- _AIM OF THE EXERCISE_
Extract from the entries below, exactly as given, only the lines from the line containing "was made out-of-band." to the line containing "(TransactionStatus::Pending, TransactionStatus::Completed)", both lines included.

Dataset entries:
====================

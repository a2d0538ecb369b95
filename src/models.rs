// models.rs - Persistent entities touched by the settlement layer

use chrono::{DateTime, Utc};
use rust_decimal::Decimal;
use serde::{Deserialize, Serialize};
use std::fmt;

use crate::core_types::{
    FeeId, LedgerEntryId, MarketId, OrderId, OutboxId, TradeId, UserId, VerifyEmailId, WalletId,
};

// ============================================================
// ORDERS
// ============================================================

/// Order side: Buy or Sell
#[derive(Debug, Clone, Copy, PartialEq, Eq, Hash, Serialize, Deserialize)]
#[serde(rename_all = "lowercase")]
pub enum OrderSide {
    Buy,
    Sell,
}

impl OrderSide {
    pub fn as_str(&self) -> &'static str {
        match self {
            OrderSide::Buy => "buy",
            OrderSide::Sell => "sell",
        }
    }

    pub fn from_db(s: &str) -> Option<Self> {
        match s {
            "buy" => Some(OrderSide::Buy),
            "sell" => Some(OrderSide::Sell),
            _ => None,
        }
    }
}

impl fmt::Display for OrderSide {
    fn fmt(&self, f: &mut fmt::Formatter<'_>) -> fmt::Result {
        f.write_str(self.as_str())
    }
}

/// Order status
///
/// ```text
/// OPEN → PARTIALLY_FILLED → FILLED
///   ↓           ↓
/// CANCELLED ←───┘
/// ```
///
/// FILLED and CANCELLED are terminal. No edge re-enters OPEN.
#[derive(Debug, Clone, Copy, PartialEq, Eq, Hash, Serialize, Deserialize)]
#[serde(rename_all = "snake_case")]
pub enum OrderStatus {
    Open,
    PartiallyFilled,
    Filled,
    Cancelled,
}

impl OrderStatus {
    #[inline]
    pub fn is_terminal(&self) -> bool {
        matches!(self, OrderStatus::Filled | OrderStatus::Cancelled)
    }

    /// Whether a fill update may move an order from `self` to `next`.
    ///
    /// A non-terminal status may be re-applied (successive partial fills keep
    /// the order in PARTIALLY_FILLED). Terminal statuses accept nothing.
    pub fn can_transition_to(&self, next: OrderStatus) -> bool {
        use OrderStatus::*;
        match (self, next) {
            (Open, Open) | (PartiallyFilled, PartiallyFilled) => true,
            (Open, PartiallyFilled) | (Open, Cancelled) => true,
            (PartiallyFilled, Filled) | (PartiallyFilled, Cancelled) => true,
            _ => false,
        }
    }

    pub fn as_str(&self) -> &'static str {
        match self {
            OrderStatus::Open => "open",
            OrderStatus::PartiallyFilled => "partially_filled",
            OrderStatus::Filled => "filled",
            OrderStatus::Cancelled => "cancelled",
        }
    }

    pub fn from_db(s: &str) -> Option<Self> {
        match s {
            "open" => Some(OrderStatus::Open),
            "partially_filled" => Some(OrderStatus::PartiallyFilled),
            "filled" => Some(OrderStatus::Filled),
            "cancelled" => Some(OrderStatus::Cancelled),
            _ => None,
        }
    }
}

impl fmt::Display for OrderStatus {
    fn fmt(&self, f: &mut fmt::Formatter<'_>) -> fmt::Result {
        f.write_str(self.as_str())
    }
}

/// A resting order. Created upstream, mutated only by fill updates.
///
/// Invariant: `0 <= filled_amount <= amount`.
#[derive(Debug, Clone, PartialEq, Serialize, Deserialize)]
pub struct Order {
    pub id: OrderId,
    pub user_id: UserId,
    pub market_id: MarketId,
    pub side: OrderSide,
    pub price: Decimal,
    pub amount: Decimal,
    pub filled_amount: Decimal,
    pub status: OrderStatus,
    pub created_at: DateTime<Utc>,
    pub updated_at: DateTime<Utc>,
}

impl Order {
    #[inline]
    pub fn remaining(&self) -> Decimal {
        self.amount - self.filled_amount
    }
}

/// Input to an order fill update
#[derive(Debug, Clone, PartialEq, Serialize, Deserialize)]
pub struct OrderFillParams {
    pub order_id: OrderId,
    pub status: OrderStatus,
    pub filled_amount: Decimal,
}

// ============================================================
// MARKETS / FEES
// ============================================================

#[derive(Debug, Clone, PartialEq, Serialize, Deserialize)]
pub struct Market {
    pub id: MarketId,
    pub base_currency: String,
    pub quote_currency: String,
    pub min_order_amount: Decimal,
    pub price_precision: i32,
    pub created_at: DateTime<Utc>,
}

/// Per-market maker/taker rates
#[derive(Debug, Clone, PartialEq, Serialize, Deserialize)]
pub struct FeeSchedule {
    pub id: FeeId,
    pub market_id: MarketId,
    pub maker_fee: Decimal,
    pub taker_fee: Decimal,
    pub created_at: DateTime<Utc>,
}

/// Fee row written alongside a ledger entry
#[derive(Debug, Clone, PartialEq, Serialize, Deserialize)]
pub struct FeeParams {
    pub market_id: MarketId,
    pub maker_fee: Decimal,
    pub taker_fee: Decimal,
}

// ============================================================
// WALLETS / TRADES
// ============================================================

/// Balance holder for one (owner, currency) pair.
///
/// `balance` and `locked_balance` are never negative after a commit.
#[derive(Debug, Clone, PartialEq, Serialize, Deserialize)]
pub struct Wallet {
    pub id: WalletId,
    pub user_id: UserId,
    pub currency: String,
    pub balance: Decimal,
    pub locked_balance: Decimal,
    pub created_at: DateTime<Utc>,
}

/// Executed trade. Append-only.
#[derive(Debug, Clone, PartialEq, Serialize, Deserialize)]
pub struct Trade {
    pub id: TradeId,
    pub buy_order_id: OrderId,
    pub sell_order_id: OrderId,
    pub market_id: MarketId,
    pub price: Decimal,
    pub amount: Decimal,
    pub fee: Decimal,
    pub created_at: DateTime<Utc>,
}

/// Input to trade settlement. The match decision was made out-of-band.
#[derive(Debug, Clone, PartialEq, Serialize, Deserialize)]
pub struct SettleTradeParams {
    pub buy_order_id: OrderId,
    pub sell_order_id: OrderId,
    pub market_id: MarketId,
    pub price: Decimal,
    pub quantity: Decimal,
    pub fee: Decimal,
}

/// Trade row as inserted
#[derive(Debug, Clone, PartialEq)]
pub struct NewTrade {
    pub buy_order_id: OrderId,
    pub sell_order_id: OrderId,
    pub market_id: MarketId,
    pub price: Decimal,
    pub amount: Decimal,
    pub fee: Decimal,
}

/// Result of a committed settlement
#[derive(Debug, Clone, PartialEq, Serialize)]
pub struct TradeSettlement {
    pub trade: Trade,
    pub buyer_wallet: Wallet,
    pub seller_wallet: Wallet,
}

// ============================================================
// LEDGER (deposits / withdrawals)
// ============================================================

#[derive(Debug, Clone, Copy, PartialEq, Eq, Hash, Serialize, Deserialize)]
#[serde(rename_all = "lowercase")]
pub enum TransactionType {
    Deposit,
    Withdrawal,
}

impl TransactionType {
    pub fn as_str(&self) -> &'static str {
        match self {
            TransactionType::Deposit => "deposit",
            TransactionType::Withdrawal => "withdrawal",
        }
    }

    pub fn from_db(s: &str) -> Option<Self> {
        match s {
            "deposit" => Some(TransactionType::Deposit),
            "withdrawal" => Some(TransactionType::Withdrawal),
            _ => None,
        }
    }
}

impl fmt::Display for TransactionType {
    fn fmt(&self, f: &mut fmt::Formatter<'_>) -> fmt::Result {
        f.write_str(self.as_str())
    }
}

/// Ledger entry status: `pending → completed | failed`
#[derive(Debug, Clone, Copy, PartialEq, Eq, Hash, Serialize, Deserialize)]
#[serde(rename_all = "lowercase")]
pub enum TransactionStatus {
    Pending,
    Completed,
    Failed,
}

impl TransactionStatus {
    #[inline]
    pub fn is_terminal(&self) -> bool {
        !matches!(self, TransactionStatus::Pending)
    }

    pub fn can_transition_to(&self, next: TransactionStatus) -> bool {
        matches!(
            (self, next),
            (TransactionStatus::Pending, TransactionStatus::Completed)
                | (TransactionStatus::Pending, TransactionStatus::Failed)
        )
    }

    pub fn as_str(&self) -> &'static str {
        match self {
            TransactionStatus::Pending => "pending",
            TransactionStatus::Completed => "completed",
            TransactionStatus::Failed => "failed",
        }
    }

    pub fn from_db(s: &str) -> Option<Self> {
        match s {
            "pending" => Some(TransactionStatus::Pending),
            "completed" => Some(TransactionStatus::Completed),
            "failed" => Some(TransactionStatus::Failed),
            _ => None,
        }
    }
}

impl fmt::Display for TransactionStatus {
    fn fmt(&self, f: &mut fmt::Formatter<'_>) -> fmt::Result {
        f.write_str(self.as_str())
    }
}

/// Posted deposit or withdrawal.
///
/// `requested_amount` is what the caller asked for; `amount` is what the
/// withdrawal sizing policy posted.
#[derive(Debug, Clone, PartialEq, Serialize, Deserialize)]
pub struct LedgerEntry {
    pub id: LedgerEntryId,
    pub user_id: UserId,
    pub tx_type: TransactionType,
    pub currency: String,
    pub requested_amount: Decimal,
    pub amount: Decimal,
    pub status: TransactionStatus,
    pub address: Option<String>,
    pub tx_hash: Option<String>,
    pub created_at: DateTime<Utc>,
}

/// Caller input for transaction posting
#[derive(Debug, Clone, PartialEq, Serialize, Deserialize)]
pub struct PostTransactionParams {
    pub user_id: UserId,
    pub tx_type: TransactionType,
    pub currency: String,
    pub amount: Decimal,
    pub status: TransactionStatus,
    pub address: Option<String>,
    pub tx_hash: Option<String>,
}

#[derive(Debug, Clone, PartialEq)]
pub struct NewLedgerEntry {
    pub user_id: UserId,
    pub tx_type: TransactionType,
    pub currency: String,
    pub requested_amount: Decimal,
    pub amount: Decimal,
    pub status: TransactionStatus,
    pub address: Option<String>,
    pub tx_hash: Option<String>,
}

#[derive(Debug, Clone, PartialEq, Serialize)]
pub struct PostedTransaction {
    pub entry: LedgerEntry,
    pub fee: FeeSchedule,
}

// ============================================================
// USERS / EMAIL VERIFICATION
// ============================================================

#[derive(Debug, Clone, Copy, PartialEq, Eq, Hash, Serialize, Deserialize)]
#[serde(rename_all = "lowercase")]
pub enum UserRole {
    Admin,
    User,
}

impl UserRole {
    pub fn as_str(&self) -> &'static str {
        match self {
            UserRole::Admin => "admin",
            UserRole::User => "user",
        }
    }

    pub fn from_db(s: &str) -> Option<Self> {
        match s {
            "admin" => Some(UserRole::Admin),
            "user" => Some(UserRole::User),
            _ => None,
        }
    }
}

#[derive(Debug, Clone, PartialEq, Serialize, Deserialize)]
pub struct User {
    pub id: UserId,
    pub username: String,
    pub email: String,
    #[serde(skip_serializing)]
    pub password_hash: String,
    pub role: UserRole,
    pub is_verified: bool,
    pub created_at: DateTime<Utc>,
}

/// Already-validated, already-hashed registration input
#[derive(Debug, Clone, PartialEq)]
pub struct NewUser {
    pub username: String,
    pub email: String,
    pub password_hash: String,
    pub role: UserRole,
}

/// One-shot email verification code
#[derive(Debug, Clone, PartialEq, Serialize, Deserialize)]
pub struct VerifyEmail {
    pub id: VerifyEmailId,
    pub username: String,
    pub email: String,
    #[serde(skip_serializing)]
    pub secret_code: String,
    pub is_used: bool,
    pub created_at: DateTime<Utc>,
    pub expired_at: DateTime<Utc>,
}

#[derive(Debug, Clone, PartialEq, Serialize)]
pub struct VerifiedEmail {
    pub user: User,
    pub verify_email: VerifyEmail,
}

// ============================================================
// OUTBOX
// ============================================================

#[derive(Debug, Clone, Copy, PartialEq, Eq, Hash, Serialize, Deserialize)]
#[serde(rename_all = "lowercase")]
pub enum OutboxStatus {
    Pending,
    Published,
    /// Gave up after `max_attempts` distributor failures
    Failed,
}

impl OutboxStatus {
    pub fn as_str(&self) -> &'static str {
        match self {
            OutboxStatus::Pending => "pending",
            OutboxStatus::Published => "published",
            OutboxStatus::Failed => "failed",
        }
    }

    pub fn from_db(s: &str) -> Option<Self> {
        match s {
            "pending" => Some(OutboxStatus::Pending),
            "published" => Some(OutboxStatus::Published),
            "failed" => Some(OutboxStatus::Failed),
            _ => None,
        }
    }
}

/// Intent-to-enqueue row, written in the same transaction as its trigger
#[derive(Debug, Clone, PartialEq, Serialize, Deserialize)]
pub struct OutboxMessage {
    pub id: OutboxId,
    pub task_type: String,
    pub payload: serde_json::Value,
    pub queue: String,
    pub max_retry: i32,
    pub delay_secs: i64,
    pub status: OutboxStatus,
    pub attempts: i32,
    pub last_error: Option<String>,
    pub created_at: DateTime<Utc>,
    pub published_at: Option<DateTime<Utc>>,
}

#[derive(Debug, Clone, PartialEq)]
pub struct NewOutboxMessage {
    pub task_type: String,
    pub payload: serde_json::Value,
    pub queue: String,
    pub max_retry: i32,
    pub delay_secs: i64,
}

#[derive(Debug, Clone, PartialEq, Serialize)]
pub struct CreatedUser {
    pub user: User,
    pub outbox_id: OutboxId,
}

====================

- _RESULT OF THE EXERCISE_
/// Input to trade settlement. The match decision was made out-of-band.
#[derive(Debug, Clone, PartialEq, Serialize, Deserialize)]
pub struct SettleTradeParams {
    pub buy_order_id: OrderId,
    pub sell_order_id: OrderId,
    pub market_id: MarketId,
    pub price: Decimal,
    pub quantity: Decimal,
    pub fee: Decimal,
}

/// Trade row as inserted
#[derive(Debug, Clone, PartialEq)]
pub struct NewTrade {
    pub buy_order_id: OrderId,
    pub sell_order_id: OrderId,
    pub market_id: MarketId,
    pub price: Decimal,
    pub amount: Decimal,
    pub fee: Decimal,
}

/// Result of a committed settlement
#[derive(Debug, Clone, PartialEq, Serialize)]
pub struct TradeSettlement {
    pub trade: Trade,
    pub buyer_wallet: Wallet,
    pub seller_wallet: Wallet,
}

// ============================================================
// LEDGER (deposits / withdrawals)
// ============================================================

#[derive(Debug, Clone, Copy, PartialEq, Eq, Hash, Serialize, Deserialize)]
#[serde(rename_all = "lowercase")]
pub enum TransactionType {
    Deposit,
    Withdrawal,
}

impl TransactionType {
    pub fn as_str(&self) -> &'static str {
        match self {
            TransactionType::Deposit => "deposit",
            TransactionType::Withdrawal => "withdrawal",
        }
    }

    pub fn from_db(s: &str) -> Option<Self> {
        match s {
            "deposit" => Some(TransactionType::Deposit),
            "withdrawal" => Some(TransactionType::Withdrawal),
            _ => None,
        }
    }
}

impl fmt::Display for TransactionType {
    fn fmt(&self, f: &mut fmt::Formatter<'_>) -> fmt::Result {
        f.write_str(self.as_str())
    }
}

/// Ledger entry status: `pending → completed | failed`
#[derive(Debug, Clone, Copy, PartialEq, Eq, Hash, Serialize, Deserialize)]
#[serde(rename_all = "lowercase")]
pub enum TransactionStatus {
    Pending,
    Completed,
    Failed,
}

impl TransactionStatus {
    #[inline]
    pub fn is_terminal(&self) -> bool {
        !matches!(self, TransactionStatus::Pending)
    }

    pub fn can_transition_to(&self, next: TransactionStatus) -> bool {
        matches!(
            (self, next),
            (TransactionStatus::Pending, TransactionStatus::Completed)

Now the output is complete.